* _Input data_
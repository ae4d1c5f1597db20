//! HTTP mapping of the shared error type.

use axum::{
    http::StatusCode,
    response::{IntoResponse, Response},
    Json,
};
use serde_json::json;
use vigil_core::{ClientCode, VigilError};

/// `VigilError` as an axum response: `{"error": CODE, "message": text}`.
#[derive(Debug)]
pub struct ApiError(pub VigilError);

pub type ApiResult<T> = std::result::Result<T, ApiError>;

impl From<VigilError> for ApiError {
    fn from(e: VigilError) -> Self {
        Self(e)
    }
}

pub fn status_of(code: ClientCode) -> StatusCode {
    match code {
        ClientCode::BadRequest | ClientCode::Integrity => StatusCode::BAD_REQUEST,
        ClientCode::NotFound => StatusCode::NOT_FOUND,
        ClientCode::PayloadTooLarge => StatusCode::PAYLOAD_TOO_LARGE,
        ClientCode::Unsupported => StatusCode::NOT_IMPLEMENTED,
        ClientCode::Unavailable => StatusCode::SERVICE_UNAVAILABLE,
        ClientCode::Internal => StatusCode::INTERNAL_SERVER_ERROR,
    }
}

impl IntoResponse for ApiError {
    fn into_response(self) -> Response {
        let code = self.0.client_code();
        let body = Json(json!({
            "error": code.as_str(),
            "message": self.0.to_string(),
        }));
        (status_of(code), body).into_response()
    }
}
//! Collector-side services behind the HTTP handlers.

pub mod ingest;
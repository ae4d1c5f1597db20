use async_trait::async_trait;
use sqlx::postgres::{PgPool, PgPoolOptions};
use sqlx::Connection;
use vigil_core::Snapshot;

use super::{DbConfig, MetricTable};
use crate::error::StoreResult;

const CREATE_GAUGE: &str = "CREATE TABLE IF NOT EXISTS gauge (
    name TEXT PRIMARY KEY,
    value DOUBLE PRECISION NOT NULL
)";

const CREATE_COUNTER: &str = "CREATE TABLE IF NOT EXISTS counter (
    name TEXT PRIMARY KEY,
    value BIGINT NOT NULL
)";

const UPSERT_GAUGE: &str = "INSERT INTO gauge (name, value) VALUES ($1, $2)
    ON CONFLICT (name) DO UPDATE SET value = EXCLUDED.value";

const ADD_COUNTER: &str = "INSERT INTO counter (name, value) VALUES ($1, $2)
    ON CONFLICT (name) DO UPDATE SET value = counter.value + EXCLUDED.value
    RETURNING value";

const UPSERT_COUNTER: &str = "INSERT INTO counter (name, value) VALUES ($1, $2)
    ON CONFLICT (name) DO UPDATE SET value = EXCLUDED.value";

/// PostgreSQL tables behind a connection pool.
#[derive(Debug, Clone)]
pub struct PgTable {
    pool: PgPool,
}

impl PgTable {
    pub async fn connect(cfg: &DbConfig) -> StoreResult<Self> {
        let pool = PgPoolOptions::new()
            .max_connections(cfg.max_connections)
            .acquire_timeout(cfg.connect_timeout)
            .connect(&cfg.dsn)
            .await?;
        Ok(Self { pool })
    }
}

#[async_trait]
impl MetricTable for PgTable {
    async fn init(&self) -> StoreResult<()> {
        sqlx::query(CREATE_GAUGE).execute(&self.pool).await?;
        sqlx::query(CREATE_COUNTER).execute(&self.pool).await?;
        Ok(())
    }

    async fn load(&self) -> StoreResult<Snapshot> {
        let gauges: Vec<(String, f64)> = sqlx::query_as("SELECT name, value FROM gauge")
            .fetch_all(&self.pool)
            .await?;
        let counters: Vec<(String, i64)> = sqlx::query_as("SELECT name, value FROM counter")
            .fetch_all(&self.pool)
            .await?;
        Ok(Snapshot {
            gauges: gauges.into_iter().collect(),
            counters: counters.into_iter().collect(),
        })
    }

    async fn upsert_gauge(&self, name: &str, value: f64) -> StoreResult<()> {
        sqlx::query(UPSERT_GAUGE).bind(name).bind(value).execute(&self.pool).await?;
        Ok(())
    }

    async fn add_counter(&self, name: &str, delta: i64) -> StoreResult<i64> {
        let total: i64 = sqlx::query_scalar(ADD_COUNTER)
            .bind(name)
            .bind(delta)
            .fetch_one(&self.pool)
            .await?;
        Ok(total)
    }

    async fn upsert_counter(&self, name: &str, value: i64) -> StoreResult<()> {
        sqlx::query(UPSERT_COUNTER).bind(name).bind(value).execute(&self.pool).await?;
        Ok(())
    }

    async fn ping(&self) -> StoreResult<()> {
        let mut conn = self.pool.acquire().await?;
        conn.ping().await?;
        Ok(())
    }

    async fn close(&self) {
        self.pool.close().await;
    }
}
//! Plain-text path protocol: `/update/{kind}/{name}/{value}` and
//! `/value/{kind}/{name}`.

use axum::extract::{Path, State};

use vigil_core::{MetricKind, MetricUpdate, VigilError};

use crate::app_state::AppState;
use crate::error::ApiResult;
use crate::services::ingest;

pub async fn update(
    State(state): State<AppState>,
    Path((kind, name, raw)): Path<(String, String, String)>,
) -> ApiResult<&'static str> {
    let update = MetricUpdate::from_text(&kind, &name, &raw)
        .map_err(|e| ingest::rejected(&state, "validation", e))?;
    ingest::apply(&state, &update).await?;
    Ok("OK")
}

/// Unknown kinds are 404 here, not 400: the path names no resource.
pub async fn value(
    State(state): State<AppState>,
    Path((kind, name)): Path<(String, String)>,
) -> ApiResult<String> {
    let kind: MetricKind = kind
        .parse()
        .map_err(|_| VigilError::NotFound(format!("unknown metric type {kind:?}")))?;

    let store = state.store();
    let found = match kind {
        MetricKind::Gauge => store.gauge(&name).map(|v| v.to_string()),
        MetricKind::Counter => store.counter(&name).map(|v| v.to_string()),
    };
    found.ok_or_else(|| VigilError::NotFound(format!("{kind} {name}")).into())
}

* _Task to complete_
Write out the data above once more, exactly as it stands.

* _Written reply_
repository ae4d1c5f1597db20
//! HTTP mapping of the shared error type.

use axum::{
    http::StatusCode,
    response::{IntoResponse, Response},
    Json,
};
use serde_json::json;
use vigil_core::{ClientCode, VigilError};

/// `VigilError` as an axum response: `{"error": CODE, "message": text}`.
#[derive(Debug)]
pub struct ApiError(pub VigilError);

pub type ApiResult<T> = std::result::Result<T, ApiError>;

impl From<VigilError> for ApiError {
    fn from(e: VigilError) -> Self {
        Self(e)
    }
}

pub fn status_of(code: ClientCode) -> StatusCode {
    match code {
        ClientCode::BadRequest | ClientCode::Integrity => StatusCode::BAD_REQUEST,
        ClientCode::NotFound => StatusCode::NOT_FOUND,
        ClientCode::PayloadTooLarge => StatusCode::PAYLOAD_TOO_LARGE,
        ClientCode::Unsupported => StatusCode::NOT_IMPLEMENTED,
        ClientCode::Unavailable => StatusCode::SERVICE_UNAVAILABLE,
        ClientCode::Internal => StatusCode::INTERNAL_SERVER_ERROR,
    }
}

impl IntoResponse for ApiError {
    fn into_response(self) -> Response {
        let code = self.0.client_code();
        let body = Json(json!({
            "error": code.as_str(),
            "message": self.0.to_string(),
        }));
        (status_of(code), body).into_response()
    }
}
//! Collector-side services behind the HTTP handlers.

pub mod ingest;
repository ae4d1c5f1597db20
use async_trait::async_trait;
use sqlx::postgres::{PgPool, PgPoolOptions};
use sqlx::Connection;
use vigil_core::Snapshot;

use super::{DbConfig, MetricTable};
use crate::error::StoreResult;

const CREATE_GAUGE: &str = "CREATE TABLE IF NOT EXISTS gauge (
    name TEXT PRIMARY KEY,
    value DOUBLE PRECISION NOT NULL
)";

const CREATE_COUNTER: &str = "CREATE TABLE IF NOT EXISTS counter (
    name TEXT PRIMARY KEY,
    value BIGINT NOT NULL
)";

const UPSERT_GAUGE: &str = "INSERT INTO gauge (name, value) VALUES ($1, $2)
    ON CONFLICT (name) DO UPDATE SET value = EXCLUDED.value";

const ADD_COUNTER: &str = "INSERT INTO counter (name, value) VALUES ($1, $2)
    ON CONFLICT (name) DO UPDATE SET value = counter.value + EXCLUDED.value
    RETURNING value";

const UPSERT_COUNTER: &str = "INSERT INTO counter (name, value) VALUES ($1, $2)
    ON CONFLICT (name) DO UPDATE SET value = EXCLUDED.value";

/// PostgreSQL tables behind a connection pool.
#[derive(Debug, Clone)]
pub struct PgTable {
    pool: PgPool,
}

impl PgTable {
    pub async fn connect(cfg: &DbConfig) -> StoreResult<Self> {
        let pool = PgPoolOptions::new()
            .max_connections(cfg.max_connections)
            .acquire_timeout(cfg.connect_timeout)
            .connect(&cfg.dsn)
            .await?;
        Ok(Self { pool })
    }
}

#[async_trait]
impl MetricTable for PgTable {
    async fn init(&self) -> StoreResult<()> {
        sqlx::query(CREATE_GAUGE).execute(&self.pool).await?;
        sqlx::query(CREATE_COUNTER).execute(&self.pool).await?;
        Ok(())
    }

    async fn load(&self) -> StoreResult<Snapshot> {
        let gauges: Vec<(String, f64)> = sqlx::query_as("SELECT name, value FROM gauge")
            .fetch_all(&self.pool)
            .await?;
        let counters: Vec<(String, i64)> = sqlx::query_as("SELECT name, value FROM counter")
            .fetch_all(&self.pool)
            .await?;
        Ok(Snapshot {
            gauges: gauges.into_iter().collect(),
            counters: counters.into_iter().collect(),
        })
    }

    async fn upsert_gauge(&self, name: &str, value: f64) -> StoreResult<()> {
        sqlx::query(UPSERT_GAUGE).bind(name).bind(value).execute(&self.pool).await?;
        Ok(())
    }

    async fn add_counter(&self, name: &str, delta: i64) -> StoreResult<i64> {
        let total: i64 = sqlx::query_scalar(ADD_COUNTER)
            .bind(name)
            .bind(delta)
            .fetch_one(&self.pool)
            .await?;
        Ok(total)
    }

    async fn upsert_counter(&self, name: &str, value: i64) -> StoreResult<()> {
        sqlx::query(UPSERT_COUNTER).bind(name).bind(value).execute(&self.pool).await?;
        Ok(())
    }

    async fn ping(&self) -> StoreResult<()> {
        let mut conn = self.pool.acquire().await?;
        conn.ping().await?;
        Ok(())
    }

    async fn close(&self) {
        self.pool.close().await;
    }
}
//! Plain-text path protocol: `/update/{kind}/{name}/{value}` and
//! `/value/{kind}/{name}`.

use axum::extract::{Path, State};

use vigil_core::{MetricKind, MetricUpdate, VigilError};

use crate::app_state::AppState;
use crate::error::ApiResult;
use crate::services::ingest;

pub async fn update(
    State(state): State<AppState>,
    Path((kind, name, raw)): Path<(String, String, String)>,
) -> ApiResult<&'static str> {
    let update = MetricUpdate::from_text(&kind, &name, &raw)
        .map_err(|e| ingest::rejected(&state, "validation", e))?;
    ingest::apply(&state, &update).await?;
    Ok("OK")
}

/// Unknown kinds are 404 here, not 400: the path names no resource.
pub async fn value(
    State(state): State<AppState>,
    Path((kind, name)): Path<(String, String)>,
) -> ApiResult<String> {
    let kind: MetricKind = kind
        .parse()
        .map_err(|_| VigilError::NotFound(format!("unknown metric type {kind:?}")))?;

    let store = state.store();
    let found = match kind {
        MetricKind::Gauge => store.gauge(&name).map(|v| v.to_string()),
        MetricKind::Counter => store.counter(&name).map(|v| v.to_string()),
    };
    found.ok_or_else(|| VigilError::NotFound(format!("{kind} {name}")).into())
}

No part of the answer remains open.